> Your assignment
From the entries below, say how many lines carry the word "Running", and give nothing but the number.

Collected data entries
#####

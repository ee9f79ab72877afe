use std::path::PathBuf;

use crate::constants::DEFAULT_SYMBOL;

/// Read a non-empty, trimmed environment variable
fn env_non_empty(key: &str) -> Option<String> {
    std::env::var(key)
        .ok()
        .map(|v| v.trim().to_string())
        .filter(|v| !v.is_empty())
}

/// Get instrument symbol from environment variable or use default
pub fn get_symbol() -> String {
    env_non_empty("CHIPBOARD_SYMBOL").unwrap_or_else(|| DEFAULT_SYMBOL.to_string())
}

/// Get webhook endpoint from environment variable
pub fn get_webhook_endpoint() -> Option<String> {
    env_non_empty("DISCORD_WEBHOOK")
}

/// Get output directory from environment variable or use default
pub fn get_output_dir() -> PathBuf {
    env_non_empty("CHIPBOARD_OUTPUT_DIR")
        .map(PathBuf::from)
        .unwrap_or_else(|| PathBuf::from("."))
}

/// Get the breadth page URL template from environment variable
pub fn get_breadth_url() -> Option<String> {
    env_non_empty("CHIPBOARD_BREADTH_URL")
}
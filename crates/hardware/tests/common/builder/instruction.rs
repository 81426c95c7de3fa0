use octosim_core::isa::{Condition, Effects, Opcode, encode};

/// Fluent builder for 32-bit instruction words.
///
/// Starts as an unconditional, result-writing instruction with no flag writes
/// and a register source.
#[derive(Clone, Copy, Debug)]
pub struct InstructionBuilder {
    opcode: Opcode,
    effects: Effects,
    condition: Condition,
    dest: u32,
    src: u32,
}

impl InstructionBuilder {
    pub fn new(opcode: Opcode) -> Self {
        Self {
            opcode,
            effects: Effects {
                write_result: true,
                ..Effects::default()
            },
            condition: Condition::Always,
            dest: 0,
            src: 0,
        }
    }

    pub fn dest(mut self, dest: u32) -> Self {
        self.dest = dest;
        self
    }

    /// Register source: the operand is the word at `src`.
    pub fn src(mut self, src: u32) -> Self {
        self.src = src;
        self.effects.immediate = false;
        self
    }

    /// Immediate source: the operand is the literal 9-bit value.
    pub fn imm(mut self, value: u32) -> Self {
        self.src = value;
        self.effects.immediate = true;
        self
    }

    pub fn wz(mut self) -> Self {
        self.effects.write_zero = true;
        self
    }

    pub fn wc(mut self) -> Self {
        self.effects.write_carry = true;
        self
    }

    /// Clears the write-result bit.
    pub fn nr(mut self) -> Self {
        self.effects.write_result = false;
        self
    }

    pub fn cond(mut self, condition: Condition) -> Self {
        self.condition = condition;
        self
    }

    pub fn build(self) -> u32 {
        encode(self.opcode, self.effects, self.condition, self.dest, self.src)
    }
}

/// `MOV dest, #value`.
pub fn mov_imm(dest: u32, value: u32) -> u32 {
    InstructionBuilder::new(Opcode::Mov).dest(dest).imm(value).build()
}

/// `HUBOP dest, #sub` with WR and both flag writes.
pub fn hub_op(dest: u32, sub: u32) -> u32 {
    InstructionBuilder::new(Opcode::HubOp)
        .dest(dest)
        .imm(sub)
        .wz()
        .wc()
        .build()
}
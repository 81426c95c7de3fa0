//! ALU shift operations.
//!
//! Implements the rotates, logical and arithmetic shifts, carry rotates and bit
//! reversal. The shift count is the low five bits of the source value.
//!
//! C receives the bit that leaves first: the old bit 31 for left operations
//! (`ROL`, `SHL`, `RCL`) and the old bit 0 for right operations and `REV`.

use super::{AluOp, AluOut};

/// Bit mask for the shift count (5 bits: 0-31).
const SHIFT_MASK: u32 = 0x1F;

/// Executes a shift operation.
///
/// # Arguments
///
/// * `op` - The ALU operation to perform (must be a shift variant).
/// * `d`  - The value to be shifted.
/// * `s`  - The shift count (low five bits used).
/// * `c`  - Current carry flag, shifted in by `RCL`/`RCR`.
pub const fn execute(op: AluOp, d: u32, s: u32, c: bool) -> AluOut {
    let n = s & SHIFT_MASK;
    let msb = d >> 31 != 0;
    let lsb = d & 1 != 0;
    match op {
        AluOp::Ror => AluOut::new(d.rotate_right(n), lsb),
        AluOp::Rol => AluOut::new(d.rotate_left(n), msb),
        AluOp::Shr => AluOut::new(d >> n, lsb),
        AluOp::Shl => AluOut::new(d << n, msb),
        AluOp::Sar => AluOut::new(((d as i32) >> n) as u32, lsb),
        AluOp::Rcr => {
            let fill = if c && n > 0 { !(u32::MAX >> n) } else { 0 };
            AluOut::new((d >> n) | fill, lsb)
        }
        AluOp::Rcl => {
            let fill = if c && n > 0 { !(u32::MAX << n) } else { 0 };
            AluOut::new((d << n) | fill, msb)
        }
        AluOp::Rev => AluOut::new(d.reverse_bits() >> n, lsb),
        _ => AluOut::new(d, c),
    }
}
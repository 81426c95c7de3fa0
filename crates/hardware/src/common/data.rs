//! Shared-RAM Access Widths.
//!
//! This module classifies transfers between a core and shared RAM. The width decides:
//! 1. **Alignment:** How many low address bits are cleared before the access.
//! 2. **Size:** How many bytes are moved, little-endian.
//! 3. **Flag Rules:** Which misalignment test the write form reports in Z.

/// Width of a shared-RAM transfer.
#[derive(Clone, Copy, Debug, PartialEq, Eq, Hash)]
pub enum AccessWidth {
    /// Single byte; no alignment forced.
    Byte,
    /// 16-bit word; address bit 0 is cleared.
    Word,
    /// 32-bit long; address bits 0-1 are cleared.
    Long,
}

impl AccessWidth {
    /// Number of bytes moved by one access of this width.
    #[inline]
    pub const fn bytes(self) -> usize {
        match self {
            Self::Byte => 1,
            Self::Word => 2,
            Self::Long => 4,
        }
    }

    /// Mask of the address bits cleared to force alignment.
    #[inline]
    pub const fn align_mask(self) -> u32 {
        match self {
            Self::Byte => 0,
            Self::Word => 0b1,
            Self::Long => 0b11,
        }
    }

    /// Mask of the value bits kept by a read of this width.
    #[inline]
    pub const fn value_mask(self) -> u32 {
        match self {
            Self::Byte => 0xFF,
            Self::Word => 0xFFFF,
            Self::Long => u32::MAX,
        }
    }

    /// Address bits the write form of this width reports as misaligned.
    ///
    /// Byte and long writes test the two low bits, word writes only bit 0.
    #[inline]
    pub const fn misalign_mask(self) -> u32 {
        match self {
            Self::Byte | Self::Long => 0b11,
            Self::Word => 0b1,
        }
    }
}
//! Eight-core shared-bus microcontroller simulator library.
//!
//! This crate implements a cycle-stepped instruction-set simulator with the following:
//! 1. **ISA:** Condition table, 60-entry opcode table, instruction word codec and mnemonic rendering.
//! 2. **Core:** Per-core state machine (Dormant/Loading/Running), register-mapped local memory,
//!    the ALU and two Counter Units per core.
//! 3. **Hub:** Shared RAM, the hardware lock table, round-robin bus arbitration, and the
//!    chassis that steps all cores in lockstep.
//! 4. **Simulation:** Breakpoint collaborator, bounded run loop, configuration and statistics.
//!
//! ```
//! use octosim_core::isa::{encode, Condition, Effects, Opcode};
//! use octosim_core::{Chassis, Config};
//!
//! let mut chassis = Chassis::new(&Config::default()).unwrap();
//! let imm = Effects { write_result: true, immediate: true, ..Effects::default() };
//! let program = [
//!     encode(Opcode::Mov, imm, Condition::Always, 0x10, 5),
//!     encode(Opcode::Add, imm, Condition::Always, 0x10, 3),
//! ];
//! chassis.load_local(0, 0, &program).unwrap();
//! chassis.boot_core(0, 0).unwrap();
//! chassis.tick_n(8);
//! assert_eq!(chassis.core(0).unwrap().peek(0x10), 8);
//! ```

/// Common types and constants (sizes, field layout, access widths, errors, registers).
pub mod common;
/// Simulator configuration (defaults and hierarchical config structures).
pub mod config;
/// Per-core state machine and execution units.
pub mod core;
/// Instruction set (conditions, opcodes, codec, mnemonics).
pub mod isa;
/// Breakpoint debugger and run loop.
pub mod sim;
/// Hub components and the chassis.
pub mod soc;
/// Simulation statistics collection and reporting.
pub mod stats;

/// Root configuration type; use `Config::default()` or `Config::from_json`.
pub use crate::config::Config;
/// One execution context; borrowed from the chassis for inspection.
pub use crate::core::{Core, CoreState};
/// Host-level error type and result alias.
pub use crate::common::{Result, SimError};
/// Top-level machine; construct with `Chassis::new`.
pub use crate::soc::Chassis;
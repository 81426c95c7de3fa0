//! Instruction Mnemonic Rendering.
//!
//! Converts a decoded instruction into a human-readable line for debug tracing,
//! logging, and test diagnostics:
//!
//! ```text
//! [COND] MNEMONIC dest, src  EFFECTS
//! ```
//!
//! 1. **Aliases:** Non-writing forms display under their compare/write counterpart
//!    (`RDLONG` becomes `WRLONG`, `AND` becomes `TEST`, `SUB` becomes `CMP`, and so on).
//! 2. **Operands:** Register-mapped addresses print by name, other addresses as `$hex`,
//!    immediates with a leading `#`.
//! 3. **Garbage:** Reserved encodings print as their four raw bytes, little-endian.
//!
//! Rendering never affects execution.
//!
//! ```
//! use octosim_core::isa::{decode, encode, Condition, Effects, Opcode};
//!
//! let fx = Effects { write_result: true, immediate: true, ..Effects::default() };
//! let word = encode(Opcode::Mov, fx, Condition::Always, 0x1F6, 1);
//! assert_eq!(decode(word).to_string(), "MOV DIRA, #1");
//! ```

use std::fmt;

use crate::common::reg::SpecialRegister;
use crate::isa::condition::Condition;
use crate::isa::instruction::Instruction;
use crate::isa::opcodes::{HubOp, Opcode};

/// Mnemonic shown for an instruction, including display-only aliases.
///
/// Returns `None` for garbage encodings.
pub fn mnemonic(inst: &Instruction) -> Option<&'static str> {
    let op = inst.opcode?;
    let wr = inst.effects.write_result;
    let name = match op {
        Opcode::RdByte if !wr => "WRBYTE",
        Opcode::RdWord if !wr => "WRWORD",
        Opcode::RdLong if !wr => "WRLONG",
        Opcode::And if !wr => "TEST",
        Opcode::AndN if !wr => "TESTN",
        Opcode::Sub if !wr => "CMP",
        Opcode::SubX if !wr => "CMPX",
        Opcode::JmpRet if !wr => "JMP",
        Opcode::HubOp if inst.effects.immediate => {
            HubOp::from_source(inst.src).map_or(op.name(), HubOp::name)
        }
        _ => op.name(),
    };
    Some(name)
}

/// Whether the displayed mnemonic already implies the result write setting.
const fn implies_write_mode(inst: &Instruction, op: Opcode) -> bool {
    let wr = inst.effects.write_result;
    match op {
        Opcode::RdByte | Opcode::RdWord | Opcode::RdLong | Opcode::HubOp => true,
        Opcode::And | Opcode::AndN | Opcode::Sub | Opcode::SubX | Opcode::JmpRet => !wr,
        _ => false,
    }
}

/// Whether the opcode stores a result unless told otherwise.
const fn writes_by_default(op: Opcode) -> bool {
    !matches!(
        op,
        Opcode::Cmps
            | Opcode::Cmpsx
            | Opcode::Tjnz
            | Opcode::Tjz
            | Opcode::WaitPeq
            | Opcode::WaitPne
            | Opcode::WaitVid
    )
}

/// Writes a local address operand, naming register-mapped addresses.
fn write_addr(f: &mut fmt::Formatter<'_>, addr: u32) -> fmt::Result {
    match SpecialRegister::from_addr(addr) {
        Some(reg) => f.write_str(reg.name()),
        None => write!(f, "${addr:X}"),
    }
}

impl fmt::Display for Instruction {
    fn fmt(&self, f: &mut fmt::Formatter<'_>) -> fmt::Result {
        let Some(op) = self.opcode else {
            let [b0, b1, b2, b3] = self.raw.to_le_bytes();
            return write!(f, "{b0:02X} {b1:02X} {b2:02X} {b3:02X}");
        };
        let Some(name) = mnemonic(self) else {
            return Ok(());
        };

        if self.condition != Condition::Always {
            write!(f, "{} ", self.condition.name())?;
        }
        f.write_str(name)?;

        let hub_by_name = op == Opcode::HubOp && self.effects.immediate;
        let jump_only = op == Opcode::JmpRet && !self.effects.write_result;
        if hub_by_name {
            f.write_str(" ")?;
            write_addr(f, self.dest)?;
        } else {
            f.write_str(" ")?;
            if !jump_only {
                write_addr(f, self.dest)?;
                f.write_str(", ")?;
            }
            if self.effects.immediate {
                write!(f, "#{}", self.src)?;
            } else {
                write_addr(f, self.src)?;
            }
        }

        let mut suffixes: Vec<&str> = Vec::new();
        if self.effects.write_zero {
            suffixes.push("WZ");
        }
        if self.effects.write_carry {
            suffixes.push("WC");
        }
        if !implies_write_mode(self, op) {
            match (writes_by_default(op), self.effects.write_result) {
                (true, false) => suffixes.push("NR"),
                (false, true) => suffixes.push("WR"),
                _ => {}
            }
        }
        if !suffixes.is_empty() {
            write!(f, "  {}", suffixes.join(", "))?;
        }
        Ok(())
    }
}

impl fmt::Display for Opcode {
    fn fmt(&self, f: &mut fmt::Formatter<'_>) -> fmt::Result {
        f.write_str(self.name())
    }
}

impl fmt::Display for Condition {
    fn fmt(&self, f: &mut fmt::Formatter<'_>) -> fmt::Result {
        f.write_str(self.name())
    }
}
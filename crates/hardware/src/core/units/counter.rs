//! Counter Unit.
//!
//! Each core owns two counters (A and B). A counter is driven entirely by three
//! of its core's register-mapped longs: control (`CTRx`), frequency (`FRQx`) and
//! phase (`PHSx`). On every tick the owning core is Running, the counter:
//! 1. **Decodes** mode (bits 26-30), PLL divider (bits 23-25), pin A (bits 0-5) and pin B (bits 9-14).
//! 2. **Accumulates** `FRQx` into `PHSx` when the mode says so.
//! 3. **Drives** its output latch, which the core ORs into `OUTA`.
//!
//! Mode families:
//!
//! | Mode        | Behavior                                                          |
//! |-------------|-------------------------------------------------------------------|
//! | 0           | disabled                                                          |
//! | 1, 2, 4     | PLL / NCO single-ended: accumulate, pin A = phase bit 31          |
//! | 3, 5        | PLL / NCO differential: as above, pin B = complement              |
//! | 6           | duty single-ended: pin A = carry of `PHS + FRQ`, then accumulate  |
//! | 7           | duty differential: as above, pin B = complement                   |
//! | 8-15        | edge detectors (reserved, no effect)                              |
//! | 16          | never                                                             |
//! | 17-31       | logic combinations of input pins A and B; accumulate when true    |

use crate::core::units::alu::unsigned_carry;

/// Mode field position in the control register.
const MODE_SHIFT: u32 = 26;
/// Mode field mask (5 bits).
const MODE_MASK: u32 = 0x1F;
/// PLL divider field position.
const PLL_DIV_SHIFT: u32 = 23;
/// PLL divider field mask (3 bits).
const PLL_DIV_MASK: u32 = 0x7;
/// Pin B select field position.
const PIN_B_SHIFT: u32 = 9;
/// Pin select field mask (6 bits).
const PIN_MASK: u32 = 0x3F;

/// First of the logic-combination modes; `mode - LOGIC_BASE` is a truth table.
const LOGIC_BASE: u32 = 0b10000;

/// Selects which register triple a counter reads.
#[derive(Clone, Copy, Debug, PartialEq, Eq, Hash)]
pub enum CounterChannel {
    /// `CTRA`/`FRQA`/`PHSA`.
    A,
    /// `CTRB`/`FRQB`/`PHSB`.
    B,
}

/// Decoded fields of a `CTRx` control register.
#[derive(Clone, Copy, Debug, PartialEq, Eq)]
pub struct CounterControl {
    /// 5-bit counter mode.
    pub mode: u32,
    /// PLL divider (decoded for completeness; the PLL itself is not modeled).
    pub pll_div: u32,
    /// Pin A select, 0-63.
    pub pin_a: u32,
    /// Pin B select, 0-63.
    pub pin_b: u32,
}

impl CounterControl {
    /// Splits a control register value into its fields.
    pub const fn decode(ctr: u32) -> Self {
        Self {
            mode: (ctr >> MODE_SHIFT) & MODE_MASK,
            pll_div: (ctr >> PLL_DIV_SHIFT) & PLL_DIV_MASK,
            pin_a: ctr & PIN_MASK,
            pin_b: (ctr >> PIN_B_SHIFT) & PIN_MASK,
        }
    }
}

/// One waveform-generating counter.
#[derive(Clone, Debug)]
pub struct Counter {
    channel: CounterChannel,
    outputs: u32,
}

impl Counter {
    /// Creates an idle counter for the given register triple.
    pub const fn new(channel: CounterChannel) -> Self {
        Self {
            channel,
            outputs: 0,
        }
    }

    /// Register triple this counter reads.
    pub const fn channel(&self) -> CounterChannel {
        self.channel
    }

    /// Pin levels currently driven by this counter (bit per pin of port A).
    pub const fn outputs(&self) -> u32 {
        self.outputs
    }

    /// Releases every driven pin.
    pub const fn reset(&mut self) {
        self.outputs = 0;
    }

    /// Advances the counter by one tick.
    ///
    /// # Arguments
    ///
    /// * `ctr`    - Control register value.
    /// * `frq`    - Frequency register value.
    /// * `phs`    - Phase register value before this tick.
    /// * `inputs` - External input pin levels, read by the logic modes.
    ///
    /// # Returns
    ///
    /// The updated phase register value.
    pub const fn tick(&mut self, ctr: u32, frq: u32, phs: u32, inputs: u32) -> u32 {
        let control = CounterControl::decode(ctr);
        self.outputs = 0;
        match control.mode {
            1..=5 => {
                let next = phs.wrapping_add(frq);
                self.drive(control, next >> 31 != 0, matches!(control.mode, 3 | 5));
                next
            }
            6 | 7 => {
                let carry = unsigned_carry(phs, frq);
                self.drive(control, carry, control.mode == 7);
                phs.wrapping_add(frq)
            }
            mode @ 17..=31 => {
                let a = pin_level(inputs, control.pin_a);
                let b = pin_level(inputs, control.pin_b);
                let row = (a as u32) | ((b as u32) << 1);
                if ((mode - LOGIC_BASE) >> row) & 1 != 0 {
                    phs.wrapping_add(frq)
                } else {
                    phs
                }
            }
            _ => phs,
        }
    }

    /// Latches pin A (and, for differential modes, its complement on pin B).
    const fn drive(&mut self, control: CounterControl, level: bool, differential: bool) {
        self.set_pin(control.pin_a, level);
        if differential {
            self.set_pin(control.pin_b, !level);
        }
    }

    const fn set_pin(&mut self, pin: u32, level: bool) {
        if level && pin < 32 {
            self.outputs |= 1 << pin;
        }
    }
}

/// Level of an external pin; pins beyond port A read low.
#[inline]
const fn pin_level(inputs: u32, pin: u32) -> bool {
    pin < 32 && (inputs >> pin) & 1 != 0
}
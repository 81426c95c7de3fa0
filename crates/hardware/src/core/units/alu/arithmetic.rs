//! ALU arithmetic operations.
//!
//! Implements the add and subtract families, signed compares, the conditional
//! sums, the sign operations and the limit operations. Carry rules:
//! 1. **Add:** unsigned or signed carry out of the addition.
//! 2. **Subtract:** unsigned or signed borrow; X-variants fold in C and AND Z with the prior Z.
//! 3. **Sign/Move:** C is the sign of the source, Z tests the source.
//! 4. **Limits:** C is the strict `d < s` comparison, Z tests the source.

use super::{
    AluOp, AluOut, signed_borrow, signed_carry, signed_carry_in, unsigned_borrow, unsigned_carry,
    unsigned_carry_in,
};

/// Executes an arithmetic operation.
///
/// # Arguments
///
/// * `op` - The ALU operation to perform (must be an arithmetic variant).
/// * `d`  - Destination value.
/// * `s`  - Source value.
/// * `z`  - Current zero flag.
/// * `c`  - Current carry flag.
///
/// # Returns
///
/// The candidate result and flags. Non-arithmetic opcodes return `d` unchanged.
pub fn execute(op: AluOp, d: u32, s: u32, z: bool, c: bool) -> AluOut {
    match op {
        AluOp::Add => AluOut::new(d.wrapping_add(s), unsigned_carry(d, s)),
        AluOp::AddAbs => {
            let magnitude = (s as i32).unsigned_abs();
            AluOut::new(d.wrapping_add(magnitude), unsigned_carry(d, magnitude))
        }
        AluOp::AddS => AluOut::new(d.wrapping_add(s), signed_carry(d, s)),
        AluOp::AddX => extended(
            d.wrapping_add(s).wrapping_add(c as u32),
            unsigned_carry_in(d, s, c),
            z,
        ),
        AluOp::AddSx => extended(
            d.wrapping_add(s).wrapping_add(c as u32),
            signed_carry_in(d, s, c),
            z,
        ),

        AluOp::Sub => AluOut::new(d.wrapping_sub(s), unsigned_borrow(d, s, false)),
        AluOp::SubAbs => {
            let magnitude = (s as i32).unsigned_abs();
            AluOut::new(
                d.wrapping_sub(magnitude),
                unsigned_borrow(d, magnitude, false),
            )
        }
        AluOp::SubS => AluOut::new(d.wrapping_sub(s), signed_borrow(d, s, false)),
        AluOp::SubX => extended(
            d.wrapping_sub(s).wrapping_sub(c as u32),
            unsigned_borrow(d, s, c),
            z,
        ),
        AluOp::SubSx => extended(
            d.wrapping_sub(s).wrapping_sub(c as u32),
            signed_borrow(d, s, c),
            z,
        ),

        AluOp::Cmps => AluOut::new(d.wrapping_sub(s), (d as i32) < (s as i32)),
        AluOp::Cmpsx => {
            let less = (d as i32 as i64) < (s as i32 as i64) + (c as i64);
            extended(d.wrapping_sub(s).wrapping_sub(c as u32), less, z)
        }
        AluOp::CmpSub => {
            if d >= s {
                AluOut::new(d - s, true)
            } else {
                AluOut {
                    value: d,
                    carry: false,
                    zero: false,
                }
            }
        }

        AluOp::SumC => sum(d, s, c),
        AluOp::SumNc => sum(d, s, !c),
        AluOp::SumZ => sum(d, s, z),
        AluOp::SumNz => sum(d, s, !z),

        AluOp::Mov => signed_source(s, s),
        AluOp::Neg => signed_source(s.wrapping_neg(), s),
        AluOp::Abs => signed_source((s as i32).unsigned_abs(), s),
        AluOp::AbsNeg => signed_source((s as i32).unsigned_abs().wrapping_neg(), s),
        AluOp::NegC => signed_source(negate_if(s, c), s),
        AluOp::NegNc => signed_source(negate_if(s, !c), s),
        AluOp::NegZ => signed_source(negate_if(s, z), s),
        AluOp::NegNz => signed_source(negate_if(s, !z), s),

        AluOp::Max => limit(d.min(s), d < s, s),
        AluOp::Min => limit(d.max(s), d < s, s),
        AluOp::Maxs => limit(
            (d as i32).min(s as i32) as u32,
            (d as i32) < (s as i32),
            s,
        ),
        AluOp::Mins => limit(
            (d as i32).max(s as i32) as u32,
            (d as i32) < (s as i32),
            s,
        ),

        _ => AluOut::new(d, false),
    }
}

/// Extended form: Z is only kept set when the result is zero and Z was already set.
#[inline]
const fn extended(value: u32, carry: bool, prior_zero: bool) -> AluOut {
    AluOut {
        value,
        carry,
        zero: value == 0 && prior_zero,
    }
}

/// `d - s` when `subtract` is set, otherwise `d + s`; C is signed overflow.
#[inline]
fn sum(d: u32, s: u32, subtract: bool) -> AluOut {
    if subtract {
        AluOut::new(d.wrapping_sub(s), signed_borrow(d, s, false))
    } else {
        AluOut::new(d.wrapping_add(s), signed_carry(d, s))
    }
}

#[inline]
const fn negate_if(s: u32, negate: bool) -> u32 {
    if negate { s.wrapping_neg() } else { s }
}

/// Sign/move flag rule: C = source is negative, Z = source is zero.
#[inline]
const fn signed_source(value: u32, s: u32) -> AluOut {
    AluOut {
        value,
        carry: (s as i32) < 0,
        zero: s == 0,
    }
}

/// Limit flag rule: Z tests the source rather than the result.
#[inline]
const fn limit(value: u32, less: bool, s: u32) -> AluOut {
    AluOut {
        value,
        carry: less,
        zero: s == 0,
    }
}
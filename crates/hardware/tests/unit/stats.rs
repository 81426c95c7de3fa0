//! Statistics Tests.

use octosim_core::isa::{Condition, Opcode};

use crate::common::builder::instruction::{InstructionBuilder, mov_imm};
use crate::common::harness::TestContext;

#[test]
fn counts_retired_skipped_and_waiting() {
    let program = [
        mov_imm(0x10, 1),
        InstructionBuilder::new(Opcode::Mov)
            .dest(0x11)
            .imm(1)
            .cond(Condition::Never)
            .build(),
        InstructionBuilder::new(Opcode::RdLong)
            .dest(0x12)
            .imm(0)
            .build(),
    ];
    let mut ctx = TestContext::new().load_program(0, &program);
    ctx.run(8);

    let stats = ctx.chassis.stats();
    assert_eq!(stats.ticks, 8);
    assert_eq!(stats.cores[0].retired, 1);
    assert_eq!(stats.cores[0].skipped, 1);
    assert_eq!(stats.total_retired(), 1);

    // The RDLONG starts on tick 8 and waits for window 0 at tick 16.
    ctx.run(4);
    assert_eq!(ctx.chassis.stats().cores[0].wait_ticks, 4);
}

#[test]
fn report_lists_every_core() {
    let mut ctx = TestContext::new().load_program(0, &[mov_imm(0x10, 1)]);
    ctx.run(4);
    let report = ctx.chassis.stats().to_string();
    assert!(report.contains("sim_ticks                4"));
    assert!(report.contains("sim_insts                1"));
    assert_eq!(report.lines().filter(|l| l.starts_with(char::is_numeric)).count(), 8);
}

#####

> Expected answer
2